SPRINGFIELD, Mo. (KY3) – Another one-day record of coronavirus infections in Greene County. The 95 new positive test results returned Tuesday. That brings the county’s total case count to more than 1,700.
Tuesday’s number of new positive tests was the highest in a day since Springfield executed the masking decree nearly four weeks ago. The health ministry said they were not surprised. They are still investigating to find trends with the latest cases, but still believe that masking is working.
“It is never a straight line. We̵7;d love to see a straight line where the cases just go away but unfortunately that’s not how it works, ”said Kathryn Wall, of the Springfield-Greene County Department of Health.
Although the number of cases has increased, a masking can still limit the spread of coronavirus, Wall said.

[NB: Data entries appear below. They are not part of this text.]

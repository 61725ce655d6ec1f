//! Simulation errors.

use clmm_vault_domain::error::DomainError;
use clmm_vault_protocols::ProtocolError;

/// Errors raised while setting up or running a simulation.
#[derive(Debug, thiserror::Error)]
pub enum SimulationError {
    /// Volume model parameters are unusable.
    #[error("invalid volume model: {0}")]
    InvalidVolume(String),
    /// Simulation parameters are unusable.
    #[error("invalid simulation config: {0}")]
    InvalidConfig(String),
    /// Price conversion failed.
    #[error(transparent)]
    Domain(#[from] DomainError),
    /// Pool or token failure outside a swap.
    #[error(transparent)]
    Protocol(#[from] ProtocolError),
}
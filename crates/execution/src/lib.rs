//! Vault engine for concentrated-liquidity yield.
//!
//! This crate provides:
//! - [`PositionManager`](manager::PositionManager): one liquidity range per pool
//! - [`YieldLedger`](ledger::YieldLedger): fee rounds recorded by a manager
//! - [`QuoteEngine`](quote::QuoteEngine): yield estimates from recorded rounds
//! - [`DepositRegistry`](registry::DepositRegistry): pool table and depositor positions
//! - Lifecycle tracking of registry activity

/// Prelude module for convenient imports.
pub mod prelude;

/// Time sources.
pub mod clock;
/// Vault configuration.
pub mod config;
/// Vault errors.
pub mod error;
/// Yield rounds.
pub mod ledger;
/// Registry lifecycle tracking.
pub mod lifecycle;
/// Range management.
pub mod manager;
/// Yield estimates.
pub mod quote;
/// Deposit registry.
pub mod registry;
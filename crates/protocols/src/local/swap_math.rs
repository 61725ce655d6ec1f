use crate::error::ProtocolError;
use clmm_vault_domain::U256;
use clmm_vault_domain::error::DomainError;
use clmm_vault_domain::math::Q96;
use clmm_vault_domain::math::concentrated_liquidity::{get_amount0_delta, get_amount1_delta};
use clmm_vault_domain::math::full_math::{div_rounding_up, mul_div, mul_div_rounding_up};
use clmm_vault_domain::metrics::fees::FEE_DENOMINATOR;

/// Result of one swap step between the current price and a target price.
#[derive(Debug, Clone, Copy, PartialEq, Eq)]
pub(crate) struct SwapStep {
    pub sqrt_price_next: U256,
    pub amount_in: U256,
    pub amount_out: U256,
    pub fee_amount: U256,
}

/// Price after adding `amount` of token0, rounded up so the price never
/// drops further than the input pays for.
fn next_sqrt_price_from_amount0(
    sqrt_price: U256,
    liquidity: u128,
    amount: U256,
) -> Result<U256, DomainError> {
    if amount.is_zero() {
        return Ok(sqrt_price);
    }
    let numerator1 = U256::from(liquidity) << 96;

    if let Some(product) = amount.checked_mul(sqrt_price) {
        if let Some(denominator) = numerator1.checked_add(product) {
            return mul_div_rounding_up(numerator1, sqrt_price, denominator);
        }
    }

    let denominator = (numerator1 / sqrt_price)
        .checked_add(amount)
        .ok_or(DomainError::Overflow("next sqrt price from amount0"))?;
    div_rounding_up(numerator1, denominator)
}

/// Price after adding `amount` of token1, rounded down.
fn next_sqrt_price_from_amount1(
    sqrt_price: U256,
    liquidity: u128,
    amount: U256,
) -> Result<U256, DomainError> {
    let quotient = mul_div(amount, Q96, U256::from(liquidity))?;
    sqrt_price
        .checked_add(quotient)
        .ok_or(DomainError::Overflow("next sqrt price from amount1"))
}

/// Computes one exact-input swap step.
///
/// Moves from `sqrt_price_current` toward `sqrt_price_target` with constant
/// `liquidity`, stopping early once `amount_remaining` (fee included) is spent.
pub(crate) fn compute_swap_step(
    sqrt_price_current: U256,
    sqrt_price_target: U256,
    liquidity: u128,
    amount_remaining: U256,
    fee_pips: u32,
) -> Result<SwapStep, ProtocolError> {
    let zero_for_one = sqrt_price_current >= sqrt_price_target;
    let denominator = U256::from(FEE_DENOMINATOR);
    let fee_complement = U256::from(FEE_DENOMINATOR - fee_pips);

    let amount_remaining_less_fee = mul_div(amount_remaining, fee_complement, denominator)?;
    let amount_in_to_target = if zero_for_one {
        get_amount0_delta(liquidity, sqrt_price_target, sqrt_price_current, true)?
    } else {
        get_amount1_delta(liquidity, sqrt_price_current, sqrt_price_target, true)?
    };

    let sqrt_price_next = if amount_remaining_less_fee >= amount_in_to_target {
        sqrt_price_target
    } else if zero_for_one {
        next_sqrt_price_from_amount0(sqrt_price_current, liquidity, amount_remaining_less_fee)?
    } else {
        next_sqrt_price_from_amount1(sqrt_price_current, liquidity, amount_remaining_less_fee)?
    };
    let reached_target = sqrt_price_next == sqrt_price_target;

    let (amount_in, amount_out) = if zero_for_one {
        let amount_in = if reached_target {
            amount_in_to_target
        } else {
            get_amount0_delta(liquidity, sqrt_price_next, sqrt_price_current, true)?
        };
        let out = get_amount1_delta(liquidity, sqrt_price_next, sqrt_price_current, false)?;
        (amount_in, out)
    } else {
        let amount_in = if reached_target {
            amount_in_to_target
        } else {
            get_amount1_delta(liquidity, sqrt_price_current, sqrt_price_next, true)?
        };
        let out = get_amount0_delta(liquidity, sqrt_price_current, sqrt_price_next, false)?;
        (amount_in, out)
    };

    // Whatever input is left after a partial step is all fee.
    let fee_amount = if reached_target {
        mul_div_rounding_up(amount_in, U256::from(fee_pips), fee_complement)?
    } else {
        amount_remaining.saturating_sub(amount_in)
    };

    Ok(SwapStep {
        sqrt_price_next,
        amount_in,
        amount_out,
        fee_amount,
    })
}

“We know it’s awkward and uncomfortable, but we know it’s something that is working and working,” she said.
However, Wall said, just masking is not enough. Remember to be about 6 meters apart, wash your hands often and stay home if you are sick.
“It’s not a silver bullet, it’s not something that cares about COVID. We would love it if that’s the case, but there are other precautions we all need to take seriously, ”she said.
Drury University’s David Hinson said masks have been required on campus since the beginning of the summer, long before Springfield was on duty. That won’t change when classes start later this month.
“If you are in a classroom, if you are in an academic building, a mask is required. In a dormitory, if you cannot be six feet tall, physically far away, you need to wear a mask in your dorm, ”said Hinson.
There is a kind of veil that Drury won’t accept. A recent study from Duke University found that “cleft palate” can be worse than not wearing a mask.
“The mask is made of an elastic material that breaks down particles into smaller pieces and stays in the air longer. So it actually increases the probability of illness, ”he said.
One study, Wall said, was not enough for the health department to change its guidelines, but supported Springfield colleges to take any possible precautions to prevent an outbreak of coronavirus on campus.
“You can feel confident knowing all of the people in this organization are there to keep their students as healthy and safe as possible,” she said.
College students from all over the country will arrive in Springfield in the next few weeks, but Wall said the health department has been working closely with every university to plan re-enrollment.